Show up by joining organizations. We need to support one another. As Sarah van Gelder writes in Yes magazine, “To make it through, we need other people. Isolation is toxic, even during good times. So reach out to people who make you feel supported and to those who are most vulnerable.”

Join other people to organize protests and letter-writing campaigns, and sanctuaries and teach-ins. Join the NAACP, the ACLU, or the social justice committee at your religious congregation. Join Neighborhoods Organizing for Change in their new Resist, Revolt, Unite campaign. Host a house party, or go to one.

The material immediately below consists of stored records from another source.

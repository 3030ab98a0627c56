use std::fmt;

use derive_more::IsVariant;
use derive_new::new;
use nalgebra::RowDVector;
use serde::Serialize;

use crate::{ArithmeticError, Rational};

use super::{ObjectiveFunction, Pivot, RatioTest, SimplexTable, State};

#[derive(Debug, Clone, PartialEq, Serialize, new)]
pub struct SolutionRecord {
    pub variables: RowDVector<Rational>,
    /// Value of the original objective at `variables`.
    pub value: Rational,
}

#[derive(Debug, Clone, PartialEq, Serialize, IsVariant)]
pub enum Outcome {
    UniqueOptimum(SolutionRecord),
    /// Every point of the segment between the two solutions is optimal.
    AlternateOptima {
        first: SolutionRecord,
        second: SolutionRecord,
    },
}

/// A pivot applied to `before`.
#[derive(Debug, Clone, PartialEq, Serialize, new)]
pub struct Transition {
    pub before: SimplexTable,
    pub ratios: RatioTest,
    pub pivot: Pivot,
}

#[derive(Debug, Clone, PartialEq, Serialize, new)]
pub struct SolutionReport {
    pub objective: ObjectiveFunction,
    pub expressed: ObjectiveFunction,
    pub transitions: Vec<Transition>,
    pub table: SimplexTable,
    pub outcome: Outcome,
}

impl Outcome {
    pub fn value(&self) -> &Rational {
        match self {
            Outcome::UniqueOptimum(record) | Outcome::AlternateOptima { first: record, .. } => {
                &record.value
            }
        }
    }

    pub fn state(&self) -> State {
        match self {
            Outcome::UniqueOptimum(_) => State::UniqueOptimum,
            Outcome::AlternateOptima { .. } => State::AlternateOptima,
        }
    }

    pub fn solutions(&self) -> Vec<&SolutionRecord> {
        match self {
            Outcome::UniqueOptimum(record) => vec![record],
            Outcome::AlternateOptima { first, second } => vec![first, second],
        }
    }

    /// `x(λ) = s0 + λ(s1 - s0)` for `0 <= λ <= 1`; a unique optimum ignores `λ`.
    pub fn at(&self, lambda: &Rational) -> Result<RowDVector<Rational>, ArithmeticError> {
        match self {
            Outcome::UniqueOptimum(record) => Ok(record.variables.clone()),
            Outcome::AlternateOptima { first, second } => {
                if lambda.is_negative() || lambda > &Rational::one() {
                    return Err(ArithmeticError::InvalidOperand);
                }
                let values = first
                    .variables
                    .iter()
                    .zip(second.variables.iter())
                    .map(|(s0, s1)| s0.try_add(&s1.try_sub(s0)?.try_mul(lambda)?))
                    .collect::<Result<Vec<_>, _>>()?;
                Ok(RowDVector::from_iterator(values.len(), values))
            }
        }
    }
}

impl SolutionReport {
    #[inline]
    pub fn state(&self) -> State {
        self.outcome.state()
    }
}

/// Writes `a + bL` with zero parts left out.
fn fmt_segment_point(f: &mut fmt::Formatter<'_>, start: &Rational, end: &Rational) -> fmt::Result {
    let slope = end.try_sub(start).map_err(|_| fmt::Error)?;
    if slope.is_zero() {
        return write!(f, "{start}");
    }
    let magnitude = slope.abs();
    let term = if magnitude.is_one() {
        "L".to_owned()
    } else {
        format!("{magnitude}L")
    };
    match (start.is_zero(), slope.is_negative()) {
        (true, false) => write!(f, "{term}"),
        (true, true) => write!(f, "-{term}"),
        (false, false) => write!(f, "{start} + {term}"),
        (false, true) => write!(f, "{start} - {term}"),
    }
}

impl fmt::Display for SolutionRecord {
    fn fmt(&self, f: &mut fmt::Formatter<'_>) -> fmt::Result {
        write!(f, "Zmax = Z(")?;
        for (i, value) in self.variables.iter().enumerate() {
            if i > 0 {
                write!(f, ", ")?;
            }
            write!(f, "{value}")?;
        }
        write!(f, ") = {}", self.value)
    }
}

impl fmt::Display for Outcome {
    fn fmt(&self, f: &mut fmt::Formatter<'_>) -> fmt::Result {
        match self {
            Outcome::UniqueOptimum(record) => write!(f, "{record}"),
            Outcome::AlternateOptima { first, second } => {
                write!(f, "Zmax = Z(")?;
                let points = first.variables.iter().zip(second.variables.iter());
                for (i, (start, end)) in points.enumerate() {
                    if i > 0 {
                        write!(f, ", ")?;
                    }
                    fmt_segment_point(f, start, end)?;
                }
                write!(f, ") = {}\n0 <= L <= 1", first.value)
            }
        }
    }
}

impl fmt::Display for Transition {
    fn fmt(&self, f: &mut fmt::Formatter<'_>) -> fmt::Result {
        write!(f, "{}{}\n{}", self.before, self.ratios, self.pivot)
    }
}

impl fmt::Display for SolutionReport {
    fn fmt(&self, f: &mut fmt::Formatter<'_>) -> fmt::Result {
        writeln!(f, "Z = {}", self.objective)?;
        writeln!(f, "Exp. Z = {}", self.expressed)?;
        for transition in &self.transitions {
            writeln!(f)?;
            writeln!(f, "{transition}")?;
        }
        writeln!(f)?;
        write!(f, "{}", self.table)?;
        writeln!(f)?;
        write!(f, "{}", self.outcome)
    }
}
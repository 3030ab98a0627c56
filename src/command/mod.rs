mod compute;
mod load;

pub use compute::*;
pub use load::*;
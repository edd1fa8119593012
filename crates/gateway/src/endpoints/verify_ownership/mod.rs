//! # /verify-ownership エンドポイント
//!
//! 指定アドレスが対象NFTを所有しているかを確認し、署名付きの結果を返す。
//!
//! ## 処理フロー
//! 1. クエリ文字列の `address` を検証（欠落・重複・形式不正は400）
//! 2. 所有権オラクルで現在の所有者と照合
//! 3. `(address, isOwner)` に署名
//! 4. `{ isOwner, signature }` を返却
//!
//! 2か3のどちらかが失敗した場合は500を返し、結果と署名のどちらも返さない。
//! HTTPメソッドは問わない。

mod handler;


pub use handler::handle_verify_ownership;
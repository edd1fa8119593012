//! # Gatewayエンドポイント

pub mod gateway_info;
pub mod verify_ownership;

#[cfg(test)]
pub(crate) mod test_helpers;

pub use gateway_info::handle_gateway_info;
pub use verify_ownership::handle_verify_ownership;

Show up by putting your money where your mouth is. Write a check or click and donate to one of the many organizations doing good work in the resistance.

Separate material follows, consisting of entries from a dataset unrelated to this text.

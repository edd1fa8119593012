//! # 所有権オラクル
//!
//! 「アドレスXは対象トークンの現在の所有者か」をコントラクト状態の読み取りで判定する。
//!
//! 本番実装はJSON-RPC `eth_call` でERC-721の `ownerOf(tokenId)` を呼び出す。
//! 呼び出しは1回のみで、失敗時の再試行は行わない。
//! `latest` ブロックを読むため、再編成やノードの遅延に対する保証はない。

use std::sync::Arc;

use ethers::contract::{abigen, ContractError};
use ethers::providers::{Http, Provider};
use ethers::types::{Address, U256};
use nftgate_crypto::checksum;

abigen!(
    Erc721,
    r#"[
        function ownerOf(uint256 tokenId) external view returns (address)
    ]"#,
);

/// 所有権オラクルのエラー型
#[derive(Debug, thiserror::Error)]
pub enum OracleError {
    /// RPCエンドポイントURLが不正
    #[error("RPCエンドポイントURLが不正です: {0}")]
    InvalidRpcUrl(String),
    /// RPCノードとの通信失敗（接続失敗・タイムアウト・JSON-RPCエラー等）
    #[error("eth_callが失敗しました: {0}")]
    Call(String),
    /// コントラクト呼び出しがrevertした
    #[error("ownerOfがrevertしました: {0}")]
    Reverted(String),
    /// 戻り値をaddressとしてデコードできない
    #[error("ownerOfの戻り値が不正です: {0}")]
    InvalidResponse(String),
}

impl From<ContractError<Provider<Http>>> for OracleError {
    fn from(err: ContractError<Provider<Http>>) -> Self {
        match err {
            ContractError::Revert(data) => OracleError::Reverted(data.to_string()),
            ContractError::DecodingError(e) => OracleError::InvalidResponse(e.to_string()),
            ContractError::DetokenizationError(e) => OracleError::InvalidResponse(e.to_string()),
            other => OracleError::Call(other.to_string()),
        }
    }
}

/// 所有権オラクルの抽象インターフェース。
///
/// 対象コントラクトとトークンIDは実装側が保持する。
#[async_trait::async_trait]
pub trait OwnershipOracle: Send + Sync {
    /// `address` が対象トークンの現在の所有者かを返す。
    async fn is_owner(&self, address: &Address) -> Result<bool, OracleError>;
}

/// JSON-RPC `eth_call` による所有権オラクル実装。
pub struct RpcOwnershipOracle {
    /// ERC-721コントラクトバインディング
    contract: Erc721<Provider<Http>>,
    /// 対象トークンID
    token_id: U256,
}

impl RpcOwnershipOracle {
    /// `http_client` のタイムアウトがそのままRPC呼び出しのタイムアウトになる。
    pub fn new(
        http_client: reqwest::Client,
        rpc_url: &str,
        contract_address: Address,
        token_id: U256,
    ) -> Result<Self, OracleError> {
        let url = reqwest::Url::parse(rpc_url)
            .map_err(|e| OracleError::InvalidRpcUrl(format!("{e}: {rpc_url}")))?;
        let provider = Provider::new(Http::new_with_client(url, http_client));

        Ok(Self {
            contract: Erc721::new(contract_address, Arc::new(provider)),
            token_id,
        })
    }

    /// `ownerOf(tokenId)` を呼び出し、現在の所有者を返す。
    pub async fn owner_of(&self) -> Result<Address, OracleError> {
        let call = self.contract.owner_of(self.token_id);
        Ok(call.call().await?)
    }
}

#[async_trait::async_trait]
impl OwnershipOracle for RpcOwnershipOracle {
    async fn is_owner(&self, address: &Address) -> Result<bool, OracleError> {
        let owner = self.owner_of().await.map_err(|e| {
            tracing::error!(address = %checksum(address), error = %e, "NFT所有者の取得に失敗しました");
            e
        })?;

        let is_owner = owner == *address;
        tracing::info!(
            address = %checksum(address),
            owner = %checksum(&owner),
            is_owner,
            "NFT所有者を取得しました"
        );
        Ok(is_owner)
    }
}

Show up for a demonstration or protest rally. “While my sister ain’t equal & my brother can’t breathe,” Jayanthi Kyle sings, “Hand and hand with my family, we will fill these streets.” You may be just one body among 50 or a hundred or a thousand, but each body is important.

Never been to a demonstration? Find a friend, and go together. Worried about getting arrested? Unlikely – most of the time, no one is arrested. If civil disobedience is part of a demonstration, organizers usually take care to warn people that a specific action could mean risking arrest.

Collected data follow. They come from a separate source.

//! # GET /.well-known/nftgate-info
//!
//! アテステーション検証に必要な公開パラメータの公開エンドポイント。

use std::sync::Arc;

use axum::extract::State;
use axum::Json;
use nftgate_crypto::checksum;
use nftgate_types::GatewayInfo;

use crate::config::GatewayState;

/// GET /.well-known/nftgate-info — 公開パラメータ。
///
/// 検証者は署名から復元したアドレスを `signerAddress` と照合する。
pub async fn handle_gateway_info(State(state): State<Arc<GatewayState>>) -> Json<GatewayInfo> {
    Json(GatewayInfo {
        signer_address: checksum(&state.signer.address()),
        contract_address: checksum(&state.contract_address),
        token_id: state.token_id.to_string(),
        chain_id: state.chain_id,
    })
}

Want to start, but don’t know quite where? Start with the inauguration– you have two big choices in the Twin Cities.

We live in a dangerous time, when a demagogue is hounding good people out of their jobs, calling them communists and traitors, making it impossible for them to work as teachers or actors or to serve in public office. No – wait: that was Joe McCarthy in the early 1950s.

We live in a disgraceful time, when our country is engaged in a war that costs the lives of tens of thousands of American soldiers, who are disproportionately young black men, and of hundreds of thousands of people of color in small countries half a world away. No – wait: that was Lyndon Johnson’s war in Southeast Asia in the 1960s.

We live in a deadly time, when standing up for racial justice can get an NAACP organizer shot down outside his own home, can get churches blown up or burned down, can get organizers jailed or beaten or shot to death. No – wait: that was the civil rights movement in the 1960s.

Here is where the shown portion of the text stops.